Circle shares plunged nearly 20% on Tuesday after a leaked draft of the CLARITY Act proposed banning passive yield on stablecoin holdings, wiping out $5.6 billion in market value and raising questions about the future of USDC (USDC) reserve-based revenue.
CLARITY Act Yield Ban
The stock closed at $101.17, down from $126.64. Coinbase (COIN) fell roughly 11% on the same day.
The sell-off followed details from a Senate compromise tied to the Digital Asset Market Clarity Act, first reported by former FOX journalist Eleanor Terrett. The draft would block crypto platforms from offering interest-like returns on stablecoin balances.
Both direct interest and rewards structured to mimic bank deposit returns would be restricted. The ban would apply to exchanges, brokers, and affiliated services.
However, the proposal carves out room for loyalty rewards, transaction-based benefits, and other incentives not tied to passive income.
The SEC, CFTC, and Treasury Department would have one year to define what qualifies.
Circle earns 96% of its revenue from interest on USDC reserves. That makes the yield ban a direct threat to the company's core business model.
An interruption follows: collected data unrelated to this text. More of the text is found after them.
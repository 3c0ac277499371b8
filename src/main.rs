use anyhow::{Context, Result};
use clap::Parser;
use std::fs;

use roomplan::cli;
use roomplan::renderer::Palette;
use roomplan::theme::{Theme, BUILTIN_THEMES};
use roomplan::{GeneratorConfig, LayoutGenerator};

fn main() -> Result<()> {
    let args = cli::Args::parse();

    let default_filter = if args.verbose { "debug" } else { "info" };
    env_logger::Builder::from_env(env_logger::Env::default().default_filter_or(default_filter)).init();

    match args.command {
        Some(cli::Command::ListThemes) => list_themes(),
        None => generate_plan(&args),
    }
}

fn list_themes() -> Result<()> {
    println!("Built-in themes:");
    for name in BUILTIN_THEMES {
        println!("  {}", name);
    }

    println!("\nSearch directories for <name>.yaml:");
    for path in Theme::theme_search_paths() {
        println!("  {}", path.display());
    }
    Ok(())
}

fn generate_plan(args: &cli::Args) -> Result<()> {
    let theme = Theme::resolve(&args.theme)?;
    let palette = Palette::from_theme(&theme.palette)
        .with_context(|| format!("Invalid palette in theme '{}'", theme.name))?;

    let mut title = theme.title.clone();
    if let Some(text) = &args.title {
        title.text = text.clone();
    }

    let config = GeneratorConfig {
        width: args.width,
        height: args.height,
        seed: args.seed,
        title,
        font: theme.font.clone(),
    };

    let mut generator = LayoutGenerator::new(config, palette).context("Invalid canvas configuration")?;
    log::info!("Using theme '{}', seed {}", theme.name, generator.seed());

    generator.generate().context("Failed to generate floor plan")?;

    let output = if args.timestamp {
        let stamp = chrono::Local::now().format("%Y%m%d_%H%M%S").to_string();
        cli::timestamped(&args.output, &stamp)
    } else {
        args.output.clone()
    };

    generator
        .save(&output)
        .with_context(|| format!("Failed to save floor plan to {}", output.display()))?;

    if let Some(json_path) = &args.layout_json {
        let json = serde_json::to_string_pretty(generator.layout())?;
        fs::write(json_path, json)
            .with_context(|| format!("Failed to write layout summary: {}", json_path.display()))?;
        log::info!("Layout summary written to {}", json_path.display());
    }

    let layout = generator.layout();
    log::info!(
        "Plan: {}x{} room, {} furniture pieces ({})",
        layout.room.width,
        layout.room.height,
        layout.furniture.len(),
        layout
            .furniture
            .iter()
            .map(|item| item.kind.name())
            .collect::<Vec<_>>()
            .join(", ")
    );

    Ok(())
}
Also Read: Ethereum Clears $2,145 Bearish Trend Line
Cathie Wood's ARK Sale
Separately, ARK Invest CEO Cathie Wood sold $5.9 million worth of CRCL on Mar. 20 — four days before the draft leaked. Some initially linked the stock drop to the sale.
But analysts pushed back on that reading. One X users noted the decline was driven by legislative risk, not ARK liquidation or broader market fears.
Brian Armstrong on Banks
Coinbase CEO Brian Armstrong said banks are already using stablecoins for faster payments, asset tokenization, and crypto trading. He warned that restricting yields could slow USDC adoption and limit stablecoins' evolution from payment tools into store-of-value assets.
Bank representatives are expected to review the draft soon. Final legislative markup is anticipated in late Apr.
Blockchain investigator ZachXBT also reported that Circle froze USDC in 16 wallets tied to various businesses in connection with an ongoing U.S. civil case. He said the wallets appeared to be operational accounts handling customer transactions and criticized the freeze as poorly reviewed.